L'entité qui s'était déplacée à une vitesse supraluminique grâce à un trou de ver émergea dans l'espace-temps normal à quatre dimensions. L'un de ses sens la renseigna : elle se trouvait exactement là où il fallait, à proximité de Sol 3. Elle se remémora les consignes imposées par la Société Intergalactique de Chasse : une seule « journée » de cette planète et un seul gibier, sous peine d'une exclusion de cinq vdfsihs. Ça n'en valait pas la peine, elle qui depuis des centaines d'« années » prenait tant de plaisir à ces safaris !

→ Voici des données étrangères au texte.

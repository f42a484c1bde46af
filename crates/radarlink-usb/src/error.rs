//! Error types for the USB transport

use nusb::transfer::TransferError;
use radarlink_core::LinkError;
use thiserror::Error;

/// Result type for USB operations
pub type Result<T> = std::result::Result<T, UsbError>;

/// Errors while locating and claiming a board
#[derive(Debug, Error)]
pub enum UsbError {
    /// No device matched the configuration
    #[error("no matching USB board found")]
    DeviceNotFound,
    /// The device could not be opened
    #[error("failed to open USB device: {0}")]
    OpenFailed(String),
    /// The vendor interface could not be claimed
    #[error("failed to claim interface: {0}")]
    ClaimFailed(String),
    /// A bulk transfer failed
    #[error("USB transfer failed: {0}")]
    TransferFailed(#[from] TransferError),
}

impl UsbError {
    /// Whether this is a transfer cancelled at its timeout
    pub fn is_timeout(&self) -> bool {
        matches!(self, UsbError::TransferFailed(TransferError::Cancelled))
    }
}

impl From<nusb::Error> for UsbError {
    fn from(e: nusb::Error) -> Self {
        UsbError::OpenFailed(e.to_string())
    }
}

impl From<&UsbError> for LinkError {
    fn from(e: &UsbError) -> Self {
        if e.is_timeout() {
            LinkError::Timeout
        } else {
            LinkError::Unavailable
        }
    }
}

Indécelable par les primitifs systèmes de détection de l'espèce dominante de Sol 3, elle choisit avec un soin minutieux l'emplacement où elle allait installer son embuscade et s'y projeta quasi instantanément.

C'est sur une parcelle non construite d'un lotissement qu'elle déploya son piège psychique qui prit l'apparence d'une maison, semblable en tous points à celles qui l'entouraient. Ensuite, elle modifia son apparence pour prendre la forme d'un « humain » – ces curieux bipèdes qui pullulent sur cette planète –, et plus précisément celui d'une jeune femme. Puis, semblable à une araignée qui guette sa proie au centre de sa toile, elle attendit patiemment.

L'heure allait bientôt venir…

Elle vérifia que ses appâts étaient prêts : les hologrammes tridimensionnels de citrouilles qui, éclairées de l'intérieur, affichaient des sourires carnassiers, les sachets de bonbons et de confiseries… Tout était là. Il n'y avait plus qu'à attendre.

Le jour déclinait ; de gros flocons de neige tournoyaient paresseusement dans le ciel gris avant de rejoindre le blanc tapis moelleux qui recouvrait le paysage. Patience… L'entité frémissait d'excitation dans cette attente qui avivait ses sensations de prédatrice. Et puis elle avait faim ! Une faim insoutenable qui allait grandissant depuis le vdfsih dernier car elle se remémorait le goût délicieux des habitants de Sol 3, une gourmandise exceptionnelle, unique dans l'immensité de l'univers.

L'attente se prolongeait. Son impatience aussi. Ses sens exacerbés faisaient vibrer l'entité d'outre-espace d'un plaisir trouble, celui du chasseur à l'affût qui guette sa proie.

Le crépuscule laissait lentement place à la nuit ; le gibier n'allait pas tarder…

Le prédateur frémit : là, à l'extrémité de l'allée, des silhouettes se dirigeaient vers son piège. En s'avançant vers la lumière que dégageait cette illusion de maison, leurs contours prirent peu à peu l'apparence de jeunes « humains ». Ils étaient quatre. Des mâles en apparence, mais difficilement reconnaissables sous leurs maquillages censés effrayer les adultes de leur espèce. L'entité eut une pensée fugace : « S'ils pouvaient me voir sous ma véritable apparence, c'est eux qui seraient épouvantés… » Cette remarque ne fit qu'accroître son excitation.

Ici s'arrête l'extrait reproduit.